WHAT IS EXPECTED: Using the material that follows, output exactly the lines from the one containing "endpoint slots empty" through the one containing "self.free_vertex_ids.push(vertex.as_u64());", with both ends kept.

Start of PROVIDED DATA

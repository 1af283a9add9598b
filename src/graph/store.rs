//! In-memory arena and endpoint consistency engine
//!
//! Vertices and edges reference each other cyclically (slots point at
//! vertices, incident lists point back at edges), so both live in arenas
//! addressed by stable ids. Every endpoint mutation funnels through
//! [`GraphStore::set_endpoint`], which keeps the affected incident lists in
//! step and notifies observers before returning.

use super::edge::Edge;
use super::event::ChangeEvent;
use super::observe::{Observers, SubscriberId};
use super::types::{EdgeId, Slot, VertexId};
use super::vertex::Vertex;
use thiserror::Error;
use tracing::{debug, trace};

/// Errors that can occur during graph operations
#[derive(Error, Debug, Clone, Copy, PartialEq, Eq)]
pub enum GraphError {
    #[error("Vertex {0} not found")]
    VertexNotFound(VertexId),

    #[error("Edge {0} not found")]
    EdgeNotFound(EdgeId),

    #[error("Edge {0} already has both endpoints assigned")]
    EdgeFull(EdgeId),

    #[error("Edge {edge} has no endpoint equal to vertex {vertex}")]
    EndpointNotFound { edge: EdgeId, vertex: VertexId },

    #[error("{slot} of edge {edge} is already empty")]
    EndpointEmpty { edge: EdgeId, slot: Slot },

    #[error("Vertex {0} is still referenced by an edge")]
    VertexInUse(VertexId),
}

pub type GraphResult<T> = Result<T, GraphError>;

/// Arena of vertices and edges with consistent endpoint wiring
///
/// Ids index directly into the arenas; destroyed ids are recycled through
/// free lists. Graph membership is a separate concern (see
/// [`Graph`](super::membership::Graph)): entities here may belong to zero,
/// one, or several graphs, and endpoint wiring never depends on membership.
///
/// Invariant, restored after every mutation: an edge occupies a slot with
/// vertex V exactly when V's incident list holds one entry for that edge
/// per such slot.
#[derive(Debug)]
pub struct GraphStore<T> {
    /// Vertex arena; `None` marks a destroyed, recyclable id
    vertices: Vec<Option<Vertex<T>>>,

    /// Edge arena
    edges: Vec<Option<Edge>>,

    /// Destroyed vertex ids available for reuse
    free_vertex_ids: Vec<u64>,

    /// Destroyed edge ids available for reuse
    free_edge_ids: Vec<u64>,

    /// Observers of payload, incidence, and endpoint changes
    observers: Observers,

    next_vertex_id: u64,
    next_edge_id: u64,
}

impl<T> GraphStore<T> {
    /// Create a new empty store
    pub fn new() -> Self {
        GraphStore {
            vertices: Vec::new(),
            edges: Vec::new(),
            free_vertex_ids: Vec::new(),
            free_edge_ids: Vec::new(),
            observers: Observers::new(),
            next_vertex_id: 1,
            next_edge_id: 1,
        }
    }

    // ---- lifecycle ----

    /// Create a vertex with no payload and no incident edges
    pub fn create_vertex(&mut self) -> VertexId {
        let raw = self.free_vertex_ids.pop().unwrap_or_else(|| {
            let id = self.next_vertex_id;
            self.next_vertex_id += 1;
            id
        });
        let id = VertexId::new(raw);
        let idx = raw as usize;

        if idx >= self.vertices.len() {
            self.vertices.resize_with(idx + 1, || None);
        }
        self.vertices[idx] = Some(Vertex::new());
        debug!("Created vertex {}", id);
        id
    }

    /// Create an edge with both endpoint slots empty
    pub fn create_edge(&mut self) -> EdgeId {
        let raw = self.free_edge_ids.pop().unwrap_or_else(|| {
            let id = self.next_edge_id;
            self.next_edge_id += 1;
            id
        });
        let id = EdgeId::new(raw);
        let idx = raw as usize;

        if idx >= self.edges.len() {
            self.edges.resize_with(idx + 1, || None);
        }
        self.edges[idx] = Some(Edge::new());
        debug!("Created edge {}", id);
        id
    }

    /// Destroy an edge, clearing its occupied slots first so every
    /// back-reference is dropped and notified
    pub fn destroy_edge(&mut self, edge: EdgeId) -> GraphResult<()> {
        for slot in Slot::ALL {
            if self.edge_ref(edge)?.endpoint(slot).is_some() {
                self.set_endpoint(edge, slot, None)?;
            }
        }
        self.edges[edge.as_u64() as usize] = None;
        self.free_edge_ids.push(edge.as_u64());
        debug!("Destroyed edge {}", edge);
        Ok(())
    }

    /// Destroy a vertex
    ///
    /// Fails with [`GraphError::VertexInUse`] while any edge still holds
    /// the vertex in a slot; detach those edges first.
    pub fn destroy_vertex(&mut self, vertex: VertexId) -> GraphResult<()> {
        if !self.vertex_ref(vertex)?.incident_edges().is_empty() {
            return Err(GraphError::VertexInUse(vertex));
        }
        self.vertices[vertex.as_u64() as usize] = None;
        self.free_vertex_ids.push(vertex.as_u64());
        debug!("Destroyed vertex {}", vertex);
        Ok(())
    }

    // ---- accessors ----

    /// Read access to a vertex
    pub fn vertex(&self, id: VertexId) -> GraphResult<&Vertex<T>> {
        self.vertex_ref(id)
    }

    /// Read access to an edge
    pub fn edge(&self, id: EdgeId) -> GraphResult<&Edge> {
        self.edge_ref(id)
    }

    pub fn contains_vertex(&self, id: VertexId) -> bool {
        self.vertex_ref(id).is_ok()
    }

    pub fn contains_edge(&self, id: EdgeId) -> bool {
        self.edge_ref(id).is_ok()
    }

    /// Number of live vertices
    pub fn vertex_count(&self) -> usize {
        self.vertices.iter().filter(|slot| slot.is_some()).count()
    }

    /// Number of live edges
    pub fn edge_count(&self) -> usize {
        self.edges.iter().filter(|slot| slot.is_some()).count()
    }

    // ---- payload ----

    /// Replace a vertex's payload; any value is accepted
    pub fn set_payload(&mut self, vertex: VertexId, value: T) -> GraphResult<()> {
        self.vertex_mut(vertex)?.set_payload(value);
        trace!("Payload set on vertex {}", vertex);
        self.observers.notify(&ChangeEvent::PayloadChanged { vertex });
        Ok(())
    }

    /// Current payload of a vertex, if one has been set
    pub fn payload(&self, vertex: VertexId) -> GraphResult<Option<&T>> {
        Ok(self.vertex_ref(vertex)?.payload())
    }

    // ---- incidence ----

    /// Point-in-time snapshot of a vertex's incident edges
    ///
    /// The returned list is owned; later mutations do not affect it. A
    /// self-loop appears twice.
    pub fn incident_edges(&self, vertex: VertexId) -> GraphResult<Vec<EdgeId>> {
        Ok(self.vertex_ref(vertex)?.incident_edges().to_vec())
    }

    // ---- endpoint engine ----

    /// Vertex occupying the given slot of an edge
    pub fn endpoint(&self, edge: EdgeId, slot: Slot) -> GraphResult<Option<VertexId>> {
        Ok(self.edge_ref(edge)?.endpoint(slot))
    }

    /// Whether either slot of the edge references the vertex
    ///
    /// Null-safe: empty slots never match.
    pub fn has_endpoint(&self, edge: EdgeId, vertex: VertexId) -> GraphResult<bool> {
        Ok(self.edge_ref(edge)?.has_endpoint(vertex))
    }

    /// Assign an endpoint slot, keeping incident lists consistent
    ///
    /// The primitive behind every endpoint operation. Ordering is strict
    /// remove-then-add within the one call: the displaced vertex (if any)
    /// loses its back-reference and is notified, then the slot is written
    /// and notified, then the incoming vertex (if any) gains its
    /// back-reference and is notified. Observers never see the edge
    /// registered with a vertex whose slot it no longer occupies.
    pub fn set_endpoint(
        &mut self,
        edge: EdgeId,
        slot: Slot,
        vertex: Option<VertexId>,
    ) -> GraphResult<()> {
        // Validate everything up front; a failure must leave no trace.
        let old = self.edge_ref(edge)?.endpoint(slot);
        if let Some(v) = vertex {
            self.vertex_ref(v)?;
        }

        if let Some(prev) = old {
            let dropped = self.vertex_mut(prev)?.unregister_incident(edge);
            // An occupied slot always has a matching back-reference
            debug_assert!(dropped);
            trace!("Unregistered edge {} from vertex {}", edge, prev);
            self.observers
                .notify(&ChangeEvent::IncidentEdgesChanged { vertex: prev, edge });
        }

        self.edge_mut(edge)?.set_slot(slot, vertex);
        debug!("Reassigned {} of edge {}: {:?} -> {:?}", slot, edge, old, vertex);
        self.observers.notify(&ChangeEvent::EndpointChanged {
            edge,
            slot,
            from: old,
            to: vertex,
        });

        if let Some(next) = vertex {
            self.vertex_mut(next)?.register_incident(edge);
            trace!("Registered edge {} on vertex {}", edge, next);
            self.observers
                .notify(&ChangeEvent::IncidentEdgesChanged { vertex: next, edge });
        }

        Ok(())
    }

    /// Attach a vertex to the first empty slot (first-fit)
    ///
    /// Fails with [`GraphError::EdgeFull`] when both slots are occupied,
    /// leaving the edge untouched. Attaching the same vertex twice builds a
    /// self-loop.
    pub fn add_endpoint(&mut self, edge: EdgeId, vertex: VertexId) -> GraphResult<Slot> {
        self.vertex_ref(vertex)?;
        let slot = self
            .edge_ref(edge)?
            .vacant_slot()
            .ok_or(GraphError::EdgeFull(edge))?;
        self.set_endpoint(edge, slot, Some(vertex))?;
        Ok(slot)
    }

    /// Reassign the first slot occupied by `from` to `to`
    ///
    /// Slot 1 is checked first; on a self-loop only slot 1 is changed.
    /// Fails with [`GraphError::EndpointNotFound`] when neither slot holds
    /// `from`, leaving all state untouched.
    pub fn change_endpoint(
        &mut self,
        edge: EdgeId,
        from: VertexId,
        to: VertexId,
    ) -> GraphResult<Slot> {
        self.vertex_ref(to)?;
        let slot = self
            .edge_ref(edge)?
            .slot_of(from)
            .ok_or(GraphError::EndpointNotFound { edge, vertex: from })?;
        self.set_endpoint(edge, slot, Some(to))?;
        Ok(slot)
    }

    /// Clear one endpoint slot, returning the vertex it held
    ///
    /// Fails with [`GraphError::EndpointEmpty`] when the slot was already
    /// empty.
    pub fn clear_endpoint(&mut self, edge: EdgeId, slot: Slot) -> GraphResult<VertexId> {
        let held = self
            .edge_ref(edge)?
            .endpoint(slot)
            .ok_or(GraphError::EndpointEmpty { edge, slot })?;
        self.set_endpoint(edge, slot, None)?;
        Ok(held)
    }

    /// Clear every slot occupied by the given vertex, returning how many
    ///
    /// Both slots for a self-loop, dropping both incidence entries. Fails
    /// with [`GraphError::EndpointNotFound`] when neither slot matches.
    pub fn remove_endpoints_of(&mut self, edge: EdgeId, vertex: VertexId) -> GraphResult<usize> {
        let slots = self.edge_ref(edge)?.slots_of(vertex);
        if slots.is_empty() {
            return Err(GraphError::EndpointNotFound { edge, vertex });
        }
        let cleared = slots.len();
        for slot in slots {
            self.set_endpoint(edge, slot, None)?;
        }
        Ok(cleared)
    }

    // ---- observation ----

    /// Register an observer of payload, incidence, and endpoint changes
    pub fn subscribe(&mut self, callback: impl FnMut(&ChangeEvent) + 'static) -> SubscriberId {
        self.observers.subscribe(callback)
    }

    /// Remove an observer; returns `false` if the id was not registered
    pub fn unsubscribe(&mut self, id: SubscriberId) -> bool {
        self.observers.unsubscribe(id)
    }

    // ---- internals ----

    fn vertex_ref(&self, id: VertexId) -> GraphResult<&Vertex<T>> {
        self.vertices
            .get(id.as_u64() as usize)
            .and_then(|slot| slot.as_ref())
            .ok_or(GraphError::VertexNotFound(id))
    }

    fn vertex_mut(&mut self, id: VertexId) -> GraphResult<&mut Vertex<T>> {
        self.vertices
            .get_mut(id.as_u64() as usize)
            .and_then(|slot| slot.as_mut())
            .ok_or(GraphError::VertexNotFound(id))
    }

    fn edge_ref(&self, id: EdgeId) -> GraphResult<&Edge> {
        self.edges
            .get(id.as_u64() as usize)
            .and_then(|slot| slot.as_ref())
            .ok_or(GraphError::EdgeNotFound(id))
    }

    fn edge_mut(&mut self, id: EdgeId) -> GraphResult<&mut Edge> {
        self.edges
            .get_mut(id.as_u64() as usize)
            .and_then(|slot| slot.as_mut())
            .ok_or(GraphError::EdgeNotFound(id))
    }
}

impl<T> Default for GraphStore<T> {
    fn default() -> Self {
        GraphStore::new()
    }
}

End of PROVIDED DATA

YOUR RESPONSE:
    /// Create an edge with both endpoint slots empty
    pub fn create_edge(&mut self) -> EdgeId {
        let raw = self.free_edge_ids.pop().unwrap_or_else(|| {
            let id = self.next_edge_id;
            self.next_edge_id += 1;
            id
        });
        let id = EdgeId::new(raw);
        let idx = raw as usize;

        if idx >= self.edges.len() {
            self.edges.resize_with(idx + 1, || None);
        }
        self.edges[idx] = Some(Edge::new());
        debug!("Created edge {}", id);
        id
    }

    /// Destroy an edge, clearing its occupied slots first so every
    /// back-reference is dropped and notified
    pub fn destroy_edge(&mut self, edge: EdgeId) -> GraphResult<()> {
        for slot in Slot::ALL {
            if self.edge_ref(edge)?.endpoint(slot).is_some() {
                self.set_endpoint(edge, slot, None)?;
            }
        }
        self.edges[edge.as_u64() as usize] = None;
        self.free_edge_ids.push(edge.as_u64());
        debug!("Destroyed edge {}", edge);
        Ok(())
    }

    /// Destroy a vertex
    ///
    /// Fails with [`GraphError::VertexInUse`] while any edge still holds
    /// the vertex in a slot; detach those edges first.
    pub fn destroy_vertex(&mut self, vertex: VertexId) -> GraphResult<()> {
        if !self.vertex_ref(vertex)?.incident_edges().is_empty() {
            return Err(GraphError::VertexInUse(vertex));
        }
        self.vertices[vertex.as_u64() as usize] = None;
        self.free_vertex_ids.push(vertex.as_u64());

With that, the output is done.